Techniques de soins intensifs
Avec les symptômes du syndrome de Lyell, des soins intensifs sont effectués. Il ressemble généralement à ceci:
- Hémosorption extracorporelle. C'est la méthode numéro 1 dans le traitement du syndrome de Lyell. Il est conseillé de l'utiliser dans les deux premiers jours, car l'efficacité du traitement est encore nettement réduite. Avec un traitement rapide, 2 à 3 procédures suffisent pour que le patient se rétablisse complètement. Quelques jours plus tard, l'état du patient s'aggrave sensiblement et les dommages toxiques pour le corps augmententse tourne. Dans ce cas, d'autres traitements peuvent être nécessaires.
- Plasmaphérèse. Il a un effet bidirectionnel. Premièrement, il élimine les toxines, les allergènes, les complexes immuns circulant dans le sang, ainsi que les cellules immunitaires actives du corps. Deuxièmement - il normalise les défenses de l'organisme. Au stade initial de la maladie, 2-3 procédures suffisent également pour rétablir l'état normal du patient.
- Méthodes thérapeutiques visant à stabiliser l'équilibre eau-sel et protéines dans le corps. Il s'agit d'une étape très importante dans le traitement, car c'est la violation mentionnée qui déclenche les processus pathologiques généralisés des organes internes.
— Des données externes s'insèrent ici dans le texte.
// Hard caps on caller-supplied data.

pub const MAX_OWNER_ID_LEN: usize = 64;
pub const MAX_RESOURCE_CODE_LEN: usize = 64;
pub const MAX_NOTE_LEN: usize = 512;
pub const MAX_CORRELATION_ID_LEN: usize = 64;

/// A day has 48 half-hour slots, so no resource-day can hold more disjoint
/// Active reservations than this.
pub const MAX_ACTIVE_PER_DAY: usize = 48;

/// Released history per resource-day before new bookings are refused.
pub const MAX_RELEASED_PER_DAY: usize = 4096;

/// Largest encoded journal payload. A length prefix beyond this is treated
/// as corruption rather than allocated.
pub const MAX_RECORD_BYTES: usize = 1 << 20;
use std::fmt;

use chrono::{NaiveDate, NaiveTime, Timelike};
use rust_decimal::Decimal;
use serde::{Deserialize, Serialize};
use ulid::Ulid;

/// Minutes since midnight. The only time-of-day type.
pub type Minute = u16;

pub const MINUTES_PER_DAY: Minute = 24 * 60;

/// Booking and release granularity.
pub const SLOT_MINUTES: Minute = 30;

/// `hm(9, 30)` is 09:30.
pub const fn hm(hour: u16, minute: u16) -> Minute {
    hour * 60 + minute
}

/// Truncates seconds.
pub fn minute_of(time: NaiveTime) -> Minute {
    (time.hour() * 60 + time.minute()) as Minute
}

/// `None` for 24:00 and beyond.
pub fn time_of(minute: Minute) -> Option<NaiveTime> {
    NaiveTime::from_hms_opt(u32::from(minute / 60), u32::from(minute % 60), 0)
}

/// Half-open interval `[start, end)` within one day.
#[derive(Debug, Clone, Copy, PartialEq, Eq, Hash, Serialize, Deserialize)]
pub struct Span {
    pub start: Minute,
    pub end: Minute,
}

impl Span {
    pub fn new(start: Minute, end: Minute) -> Self {
        debug_assert!(start < end, "Span start must be before end");
        Self { start, end }
    }

    /// The single slot starting at `start`.
    pub fn slot(start: Minute) -> Self {
        Self::new(start, start + SLOT_MINUTES)
    }

    pub fn duration_minutes(&self) -> Minute {
        self.end - self.start
    }

    pub fn overlaps(&self, other: &Span) -> bool {
        self.start < other.end && other.start < self.end
    }

    pub fn contains_instant(&self, t: Minute) -> bool {
        self.start <= t && t < self.end
    }

    /// Returns true if `self` fully contains `other`.
    pub fn contains_span(&self, other: &Span) -> bool {
        self.start <= other.start && other.end <= self.end
    }

    pub fn is_slot_aligned(&self) -> bool {
        self.start % SLOT_MINUTES == 0 && self.end % SLOT_MINUTES == 0
    }
}

impl fmt::Display for Span {
    fn fmt(&self, f: &mut fmt::Formatter<'_>) -> fmt::Result {
        write!(
            f,
            "{:02}:{:02}-{:02}:{:02}",
            self.start / 60,
            self.start % 60,
            self.end / 60,
            self.end % 60
        )
    }
}

#[derive(Debug, Clone, Copy, PartialEq, Eq, Hash, Serialize, Deserialize)]
pub enum ReservationStatus {
    Active,
    Released,
}

/// One booked interval of a resource on a given date.
#[derive(Debug, Clone, PartialEq, Eq, Serialize, Deserialize)]
pub struct Reservation {
    pub id: Ulid,
    pub owner_id: String,
    /// Public resource code, e.g. `A-01-01`.
    pub resource_id: String,
    pub date: NaiveDate,
    pub span: Span,
    pub status: ReservationStatus,
    /// Hourly rate in effect when the reservation was made.
    pub price_basis: Decimal,
}

impl Reservation {
    pub fn is_active(&self) -> bool {
        self.status == ReservationStatus::Active
    }

    pub fn day(&self) -> ResourceDay {
        ResourceDay::new(self.resource_id.clone(), self.date)
    }

    /// A fresh Active reservation over `span`, inheriting owner, resource,
    /// date and price basis.
    pub fn fragment(&self, span: Span) -> Reservation {
        Reservation {
            id: Ulid::new(),
            owner_id: self.owner_id.clone(),
            resource_id: self.resource_id.clone(),
            date: self.date,
            span,
            status: ReservationStatus::Active,
            price_basis: self.price_basis,
        }
    }
}

/// Scope of the non-overlap invariant.
#[derive(Debug, Clone, PartialEq, Eq, Hash, PartialOrd, Ord)]
pub struct ResourceDay {
    pub resource_id: String,
    pub date: NaiveDate,
}

impl ResourceDay {
    pub fn new(resource_id: impl Into<String>, date: NaiveDate) -> Self {
        Self {
            resource_id: resource_id.into(),
            date,
        }
    }
}

/// All reservations of one resource-day.
#[derive(Debug, Clone, Default)]
pub struct DayState {
    /// Active reservations, pairwise disjoint, sorted by `span.start`.
    pub active: Vec<Reservation>,
    /// Released reservations in release order.
    pub released: Vec<Reservation>,
}

impl DayState {
    pub fn new() -> Self {
        Self::default()
    }

    /// Insert an Active reservation maintaining sort order by span.start.
    pub fn insert_active(&mut self, reservation: Reservation) {
        let pos = self
            .active
            .binary_search_by_key(&reservation.span.start, |r| r.span.start)
            .unwrap_or_else(|e| e);
        self.active.insert(pos, reservation);
    }

    /// Remove an Active reservation by id.
    pub fn remove_active(&mut self, id: Ulid) -> Option<Reservation> {
        let pos = self.active.iter().position(|r| r.id == id)?;
        Some(self.active.remove(pos))
    }

    /// Mark as Released and move to history.
    pub fn retire(&mut self, mut reservation: Reservation) {
        reservation.status = ReservationStatus::Released;
        self.released.push(reservation);
    }

    /// Return only Active reservations whose span overlaps the query window.
    /// Uses binary search to skip reservations starting at or after `query.end`.
    pub fn overlapping(&self, query: &Span) -> impl Iterator<Item = &Reservation> {
        let right_bound = self.active.partition_point(|r| r.span.start < query.end);
        self.active[..right_bound]
            .iter()
            .filter(move |r| r.span.end > query.start)
    }

    /// The Active reservation whose span contains `instant`.
    pub fn covering(&self, instant: Minute) -> Option<&Reservation> {
        let idx = self.active.partition_point(|r| r.span.start <= instant);
        let candidate = self.active[..idx].last()?;
        candidate.span.contains_instant(instant).then_some(candidate)
    }

    pub fn is_empty(&self) -> bool {
        self.active.is_empty() && self.released.is_empty()
    }
}

#[derive(Debug, Clone, Copy, PartialEq, Eq, Hash, PartialOrd, Ord, Serialize, Deserialize)]
pub enum Category {
    ResourceUsage,
    SubscriptionFee,
}

/// Immutable financial record.
#[derive(Debug, Clone, PartialEq, Eq, Serialize, Deserialize)]
pub struct LedgerEntry {
    pub id: Ulid,
    pub owner_id: String,
    pub category: Category,
    /// Never negative.
    pub amount: Decimal,
    pub date: NaiveDate,
    pub note: String,
    /// Reservation id or subscription event that caused this entry.
    pub correlation_id: Option<String>,
}

#[derive(Debug, Clone, Copy, PartialEq, Eq, Hash, Serialize, Deserialize)]
pub enum ResourceStatus {
    Available,
    Maintenance,
    /// Derived from the allocator; never a stored catalogue state in practice.
    Occupied,
}

/// A bookable space as supplied by the catalogue loader.
#[derive(Debug, Clone, PartialEq, Eq, Serialize, Deserialize)]
pub struct ResourceRecord {
    pub id: String,
    pub name: String,
    pub floor_label: String,
    /// Public code reservations refer to.
    pub resource_id: String,
    #[serde(rename = "type")]
    pub kind: String,
    pub site_label: String,
    pub capacity: u32,
    pub status: ResourceStatus,
    pub rate_per_hour: Decimal,
}

impl ResourceRecord {
    pub fn is_available(&self) -> bool {
        self.status == ResourceStatus::Available
    }
}

/// One journal record.
#[derive(Debug, Clone, PartialEq, Eq, Serialize, Deserialize)]
pub enum Event {
    /// Also used by snapshots, where `reservation.status` may be Released.
    ReservationCreated { reservation: Reservation },
    ReservationReleased { id: Ulid },
    /// Outcome of a slot release: the retired reservation plus zero, one or
    /// two remaining fragments.
    SlotReleased {
        released: Ulid,
        fragments: Vec<Reservation>,
    },
    LedgerAppended { entry: LedgerEntry },
}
Le corps est constamment injecté de liquide (environ 2 litres par jour) sous forme de solutions spéciales pour injections intraveineuses.
- Puisque pendant la période de la maladie décrite il y a une décomposition active de la peau et de ses propres organes, le patient reçoit des médicaments spéciaux qui suppriment la production d'enzymes visant à la destruction.
- Corticoïdes. Ils ont une activité anti-inflammatoire et anti-allergique prononcée. Leurs doses pendant la période de soins intensifs sont augmentées.
- Médicaments pour assurer la normalisation et le maintien de la fonction hépatique et rénale.
- Antibiotiques. Leur but est plutôt préventif. Étant donné que des processus inflammatoires et destructeurs actifs se déroulent dans le corps, il existe une forte probabilité de fixation de lésions infectieuses. Mais le choix des antibiotiques est très strict, car dans ce cas, nous avons affaire à un patient très sensible aux médicaments et brillantréaction allergique grave.
- Apport de minéraux avec des diurétiques. Ce sont des préparations de potassium, calcium, magnésium.
- Médicaments qui aident à réduire la coagulation du sang.
- Des pommades cicatrisantes, des aérosols de corticostéroïdes, des médicaments antibactériens locaux sont appliqués sur la zone des lésions cutanées et des pansements stériles sont régulièrement changés. En tant qu'agent cicatrisant et anti-inflammatoire, il est prescrit de se rincer la bouche avec des décoctions d'herbes à valeur antibactérienne.
Le traitement, comme déjà mentionné, est effectué dans des unités de soins intensifs, où ils effectuent une surveillance renforcée et fournissent des soins appropriés au patient. Le froid est inacceptable dans la salle. Il est obligatoire d'équiper les locaux de lampes UV bactéricides.